Wednesday, December 8, 2010

The Colours of Language

I like to think words have personalities. They're more than a bunch of letters stuck together. They mean something, and behind that meaning there is a connotation. The same is true for sentences and paragraphs. The way we put them together has a certain vibe to it, a personality. It's that little thing we call voice.

But beyond that, on an even deeper level than words and sentences, I believe every language has a personality. When you speak it, you can see it from the expressions, from the vocabulary, from the sentence structures... but even if you can't understand a word of it, the language vehiculates a special vibe.

Compare italian and german for a moment. One is lyrical, full of vowels and intonations. The other is harder, straightforward, with a lot of sharp sounds.*

The language you write in brings a particular colour to the story you are telling. This is why translations can never best the original. You cannot capture one language's soul with another. You can try, and translators do an incredible job at it sometimes, but it will never have the original text's flow. It cannot.

I believe that is a beautiful thing. It does, however, raise a question: what language should I write my stories in?

I am fluent enough in English that I believe I can write a publishable novel in it. But is this wise? Would some of these stories be better served by French? Can I afford to play both markets? (probably not)

Most of the time I do not even ask myself such questions. The story came to me in English, right? That's enough to make the decision. Edingher, however... for some reason, Edingher was created alternating between French and English, and I wonder if French would not fit it better. I decided to focus on the other novel until I'd reached my decision, but there's something deeply disturbing to wondering if you're in the right language at all. It feels as though I did not know my story at all, and it does not sit well with me.

This is something I have been struggling with for three years now. I'm not sure it will ever go away.

*For the record, I love both german and italian.

6 comments:

  1. It's good to know multiple languages well enough to have this issue. I will never improve my Russian enough to get there!

    ReplyDelete
  2. What a brilliant post about an issue that only those of you who have mastered more than one language can address. My own struggles to learn French tell me that I'll never have these choices but oh how I wish I did.

    Cheers --- Larry

    ReplyDelete
  3. I ended up writing bits of my WIP in Gaelic initially (particularly dialogue between Gaelic-speaking characters), then translating it into English. As much as I'd love to write in Gaelic (it has a wonderful capacity for description!), there's not really a market. :-/

    ReplyDelete
  4. Ted, Larry: Believe me, I know how lucky I am to have these issues. Sometimes it occurs to me that compared to French, though, I have a long way to go still in English, and that brings its own load of self doubts.

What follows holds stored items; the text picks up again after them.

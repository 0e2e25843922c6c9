//! Execution engine boundary
//!
//! The decision-model execution engine is an external collaborator. This
//! module defines the calls the Verdict pipeline makes across that boundary
//! and the data that flows back:
//!
//! - [`ExecutionEngine`]: compile bytes into models, create contexts,
//!   evaluate one decision or all decisions
//! - [`Compilation`]: compiled models plus compiler diagnostics
//! - [`EvaluationContext`]: named input values bound before evaluation
//! - [`EvaluationOutcome`]: per-decision results plus evaluation diagnostics
//!
//! Nothing here knows how a model is written or how a rule is evaluated.

mod context;
mod diagnostic;
mod outcome;

pub use context::EvaluationContext;
pub use diagnostic::{Diagnostic, Severity};
pub use outcome::{Compilation, DecisionResult, EvaluationOutcome};

use crate::error::Result;

/// A decision-model execution engine
///
/// Implementations must be `Send + Sync`: one engine instance serves
/// concurrent requests, each with its own context and model handle.
///
/// Failures the engine can describe (invalid models, type errors during
/// evaluation) are reported as [`Diagnostic`]s inside the returned value.
/// `Err` is reserved for faults outside that channel.
pub trait ExecutionEngine: Send + Sync {
    /// Executable model handle produced by [`ExecutionEngine::compile`]
    type Model: Send + Sync;

    /// Compile raw model bytes
    ///
    /// `source_id` identifies where the bytes came from and is used in
    /// diagnostics only.
    fn compile(&self, source: &[u8], source_id: &str) -> Result<Compilation<Self::Model>>;

    /// Create an empty evaluation context
    fn new_context(&self) -> EvaluationContext {
        EvaluationContext::new()
    }

    /// Evaluate a single named decision
    fn evaluate_by_name(
        &self,
        model: &Self::Model,
        context: &EvaluationContext,
        decision_name: &str,
    ) -> Result<EvaluationOutcome>;

    /// Evaluate every decision defined in the model
    fn evaluate_all(
        &self,
        model: &Self::Model,
        context: &EvaluationContext,
    ) -> Result<EvaluationOutcome>;
}
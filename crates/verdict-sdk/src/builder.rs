//! Builder pattern for DecisionService

use crate::config::ServiceConfig;
use crate::error::Result;
use crate::pipeline::{DecisionService, ModelLoader};
use std::path::PathBuf;
use std::sync::Arc;
use verdict_core::ExecutionEngine;
use verdict_repository::{BundledResolver, ResolverChain};

/// Builder for DecisionService
///
/// The engine is always passed in explicitly; everything else has a
/// default.
///
/// # Example
///
/// ```rust,ignore
/// use verdict_sdk::DecisionServiceBuilder;
/// use verdict_engine::RuleListEngine;
///
/// // Standard chain with resources/ as the root
/// let service = DecisionServiceBuilder::new(RuleListEngine::new())
///     .build()
///     .await?;
///
/// // Custom root, preloaded bundle and cache
/// let service = DecisionServiceBuilder::new(RuleListEngine::new())
///     .with_resource_root("/srv/models")
///     .with_bundle_dir("/opt/verdict/bundle")
///     .enable_cache(true)
///     .build()
///     .await?;
/// ```
pub struct DecisionServiceBuilder<E: ExecutionEngine> {
    engine: Arc<E>,
    config: ServiceConfig,
    bundle: Option<BundledResolver>,
    chain: Option<ResolverChain>,
}

impl<E: ExecutionEngine> DecisionServiceBuilder<E> {
    /// Create a builder around `engine`
    pub fn new(engine: E) -> Self {
        Self::from_arc(Arc::new(engine))
    }

    /// Create a builder around a shared engine
    pub fn from_arc(engine: Arc<E>) -> Self {
        Self {
            engine,
            config: ServiceConfig::default(),
            bundle: None,
            chain: None,
        }
    }

    /// Replace the whole service configuration
    pub fn with_config(mut self, config: ServiceConfig) -> Self {
        self.config = config;
        self
    }

    /// Directory joined with the reference at the last resolution step
    pub fn with_resource_root(mut self, root: impl Into<PathBuf>) -> Self {
        self.config.resolver.resource_root = root.into();
        self
    }

    /// Directory preloaded into the logical bundle at build time
    pub fn with_bundle_dir(mut self, dir: impl Into<PathBuf>) -> Self {
        self.config.resolver.bundle_dir = Some(dir.into());
        self
    }

    /// Register one model in the logical bundle
    ///
    /// Registered models take precedence over files of the same name in
    /// the bundle directory.
    pub fn add_model_content(mut self, name: impl Into<String>, bytes: impl Into<Vec<u8>>) -> Self {
        self.bundle
            .get_or_insert_with(BundledResolver::new)
            .register(name, bytes);
        self
    }

    /// Use a custom resolver chain instead of the standard one
    ///
    /// Resource root, bundle directory and registered models are ignored
    /// when a chain is given.
    pub fn with_resolver_chain(mut self, chain: ResolverChain) -> Self {
        self.chain = Some(chain);
        self
    }

    /// Enable the model cache
    pub fn enable_cache(mut self, enable: bool) -> Self {
        self.config.enable_cache = enable;
        self
    }

    /// Build the service
    pub async fn build(self) -> Result<DecisionService<E>> {
        let chain = match self.chain {
            Some(chain) => chain,
            None => {
                self.config
                    .resolver
                    .build_chain_with(self.bundle.unwrap_or_default())
                    .await?
            }
        };

        tracing::info!(
            "Decision service ready (resolvers: {:?}, cache: {})",
            chain.names(),
            self.config.enable_cache
        );

        let mut loader = ModelLoader::new(Arc::clone(&self.engine), chain);
        if self.config.enable_cache {
            loader = loader.with_cache();
        }
        Ok(DecisionService::new(self.engine, loader))
    }
}
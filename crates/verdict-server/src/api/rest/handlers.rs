//! API endpoint handlers

use super::conversions::inputs_to_values;
use super::extractors::JsonExtractor;
use super::types::*;
use crate::error::ServerError;
use axum::{extract::State, Json};
use tracing::{info, warn};
use uuid::Uuid;
use verdict_sdk::{EvaluationRequest, EvaluationResponse};

pub(super) const SERVICE_NAME: &str = "Verdict Decision Service";

/// Health check endpoint
pub(super) async fn health() -> Json<HealthResponse> {
    Json(HealthResponse {
        status: "UP".to_string(),
        service: SERVICE_NAME.to_string(),
        version: env!("CARGO_PKG_VERSION").to_string(),
    })
}

/// Evaluation endpoint
#[axum::debug_handler]
pub(super) async fn evaluate(
    State(state): State<AppState>,
    JsonExtractor(payload): JsonExtractor<EvaluatePayload>,
) -> Result<Json<EvaluateResponsePayload>, ServerError> {
    let request_id = Uuid::new_v4();

    let model_ref = match payload.dmn_file {
        Some(model_ref) if !model_ref.trim().is_empty() => model_ref,
        _ => {
            warn!(%request_id, "Rejected evaluation request without a model reference");
            return Err(ServerError::InvalidRequest(
                "Model reference is required".to_string(),
            ));
        }
    };

    info!(
        %request_id,
        "Received evaluation request for '{}' with {} input(s)",
        model_ref,
        payload.input_data.as_ref().map_or(0, |inputs| inputs.len())
    );

    let mut request = EvaluationRequest::new(model_ref);
    if let Some(decision_name) = payload.decision_name {
        request = request.with_decision(decision_name);
    }
    if let Some(inputs) = payload.input_data {
        request = request.with_inputs(inputs_to_values(inputs)?);
    }

    match state.evaluator.evaluate(&request).await {
        EvaluationResponse::Success(result) => {
            info!(%request_id, "Evaluation succeeded: {}", result.explanation);
            Ok(Json(EvaluateResponsePayload::success(result)))
        }
        EvaluationResponse::Failure(failure) => {
            warn!(%request_id, "Evaluation failed: {}", failure.message);
            Err(ServerError::EvaluationFailed(failure.message))
        }
    }
}
//! Evaluation context

use crate::types::Value;
use std::collections::HashMap;

/// Named input values bound before evaluation
///
/// Key order is irrelevant. Keys and values are stored exactly as given.
#[derive(Debug, Clone, Default, PartialEq)]
pub struct EvaluationContext {
    entries: HashMap<String, Value>,
}

impl EvaluationContext {
    /// Create an empty context
    pub fn new() -> Self {
        Self::default()
    }

    /// Bind a value, replacing any previous binding for the same name
    pub fn set(&mut self, name: impl Into<String>, value: Value) {
        self.entries.insert(name.into(), value);
    }

    /// Look up a bound value
    pub fn get(&self, name: &str) -> Option<&Value> {
        self.entries.get(name)
    }

    pub fn contains(&self, name: &str) -> bool {
        self.entries.contains_key(name)
    }

    pub fn len(&self) -> usize {
        self.entries.len()
    }

    pub fn is_empty(&self) -> bool {
        self.entries.is_empty()
    }

    /// Iterate over all bindings in arbitrary order
    pub fn iter(&self) -> impl Iterator<Item = (&String, &Value)> {
        self.entries.iter()
    }
}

    SB: Gaelic, really? That sounds awesome. ^^ Gaelic is (another) one of those languages I wish I could speak.

    ReplyDelete
  5. I'm studying abroad and took a creative writing class in Spanish, which is a second language for me. I wrote 10 stories directly in Spanish (I'm fluent enough that I really thought them in Spanish, and with the help of my tutor you could hardly tell they were written by a foreigner). Now I'm translating some of those stories back into English, to look at getting them critiqued and sending them off to ezines... and it's a really weird experience. I know that in some ways I'm lucky because English is my first language and obviously there's a bigger market for that, but I love the way some things sound in Spanish so much more.

    The experience of translating yourself is also just really strange. I keep finding passages I wrote in Spanish which I can't phrase properly in English without losing something! I definitely agree that each language has its own personality.

    ReplyDelete
  6. About translating yourself: That's exactly what I mean, Katelyn! Sometimes it becomes very difficult to get the same point across when you translate a text.